I did just graduate and moved back. I haven’t gentrified anyone yet, I’m living with my parents.
It’s important for me to reflect on that as a white guy tackling this issue… My mom worked in the Mission at the Bethany Center. Growing up, seeing people be affected by [this] but actually not facing the effects myself, I think it was important to acknowledge in that song that I am a white guy with an education and to be aware of that even though I grew up in this city, to be aware of myself in that sense.
The first thing I want to do with songs like this is spreading the message in a way that would be artistically interesting and then on my own probably moving in a place that’s not the Mission and not hunter’s point and not Oakland
What do you do outside of making music?
I’m still figuring it out. I’m working for an organization called youth speaks a social justice hip hop poetry organization and doing hip hop and poetry workshops in oakland and in the city working with kids teaching the poetry of rap and making music and directing videos.
[About halfway through the video, Frak walks down Mission Street near 18th Street with his smiley-face mask on. A woman walks by and taps him on the nose, through the mask, as she passes.] Do you know the girl who bops you in the mask when you walk down Mission?
That was completely candid as well as some of the looks I got from homeless people. That was a real testament to the feeling of tech in that neighborhood. That was my genuine reaction when I reacted and jumped up like that.
That’s a testament to the neighborhood and the way that people feel about tech right now. People definitely looked at the smiley face [and wondered,] “What are you doing here?”
It was a social experiment just making the video.
Mostly this seems like an indictment of social media.

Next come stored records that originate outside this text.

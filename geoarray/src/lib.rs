//! `geoarray` is a Rust library of geospatial metadata accessors for labelled N-dimensional arrays.
//!
//! It brings the georeferencing conventions of the Python geoscience stack
//! ([CF](https://cfconventions.org/), [rioxarray](https://corteva.github.io/rioxarray/),
//! GDAL) to array metadata handled in Rust:
//! - dimension role inference: recognising which dimensions are x, y, vertical, and time
//!   from their names, with explicit overrides,
//! - CRS resolution from grid mapping coordinates, area definitions, and legacy attributes,
//!   and CRS writing as CF grid mappings with `crs_wkt` and `spatial_ref` WKT,
//! - ground control points stored as GeoJSON, validated on write and byte stable on read, and
//! - spatial coordinate generation from GeoTIFF style georeferencing tags.
//!
//! Arrays are represented by their metadata alone ([`DataArray`], [`Dataset`]); the array
//! values live in whatever container the caller uses. The accessor obtained from
//! [`DataArray::geo`] or [`Dataset::geo`] never caches: every call re-reads the metadata
//! it operates on.
//!
//! CRS support itself (WKT, PROJ strings, CF attributes, EPSG codes) lives in the
//! [`geoarray_crs`] crate, re-exported here as [`crs`](mod@crs).
//!
//! ## Examples
//! ### Infer dimension roles and write a CRS
//! ```rust
//! use geoarray::{DataArray, DimRole};
//!
//! let array = DataArray::new(["lats", "lons"], [512, 1024])?;
//!
//! // Dimension roles are inferred from the names.
//! let geo = array.geo();
//! assert_eq!(geo.dims(), ["y", "x"]);
//! assert_eq!(geo.size(DimRole::X), Some(1024));
//!
//! // Write a CRS as a CF grid mapping coordinate named "spatial_ref".
//! let array = geo.write_crs("EPSG:4326")?;
//! let crs = array.geo().crs()?.expect("the CRS was just written");
//! assert!(crs.is_geographic());
//! assert_eq!(crs.name(), "WGS 84");
//! # Ok::<(), Box<dyn std::error::Error>>(())
//! ```
//!
//! ## Licence
//! `geoarray` is licensed under either of
//!  - the Apache License, Version 2.0 [LICENSE-APACHE](https://docs.rs/crate/geoarray/latest/source/LICENCE-APACHE) or <http://www.apache.org/licenses/LICENSE-2.0> or
//!  - the MIT license [LICENSE-MIT](https://docs.rs/crate/geoarray/latest/source/LICENCE-MIT) or <http://opensource.org/licenses/MIT>, at your option.
//!
//! Unless you explicitly state otherwise, any contribution intentionally submitted for inclusion in the work by you, as defined in the Apache-2.0 license, shall be dual licensed as above, without any additional terms or conditions.

pub mod accessor;
pub mod array;
pub mod coords;
pub mod dataset;
pub mod dims;
pub mod gcps;
pub mod grid_mapping;

pub use geoarray_crs as crs;

pub use crate::accessor::{Geo, GeoMut, GeoObject};
pub use crate::array::{Attributes, Coordinate, DataArray, DataArrayCreateError};
pub use crate::coords::SpatialCoordsError;
pub use crate::dataset::{Dataset, DimensionConflictError};
pub use crate::dims::{
    DimMap, DimRole, DimRoleParseError, RenameCollisionError, UnknownDimensionError,
};
pub use crate::gcps::{GcpFormatError, GroundControlPoint};
pub use crate::grid_mapping::{
    CrsInput, CrsNotFoundError, HasCrs, MultipleCrsError, WriteCrsError,
};

pub use geoarray_crs::Crs;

I wrote the song because I think I’m the one that’s very guilty of tech addiction, particularly as a rapper. Rappers and poets will tell you we’re egotistical people we need a lot of people to appreciate our art and be externally motivated to make our art
Social media is a trap for rappers in particular but all people of my generation in that it’s tough to separate those worlds
I don’t know I think it’s such a part of our reality now that it’s almost a subconscious thing I’d hope that the distinction happens, in distinguishing between the real world and the virtual world, so that consequences of our technology addiction are only in over-posting on instagram hopefully the consequences those are the most intense they get and they don’t slide down to the range of gentrification, of people being moved out of their homes, and all the real effects that are more intense than the ways that tech should be helping us connect rather than making us creatures of addiction and habit.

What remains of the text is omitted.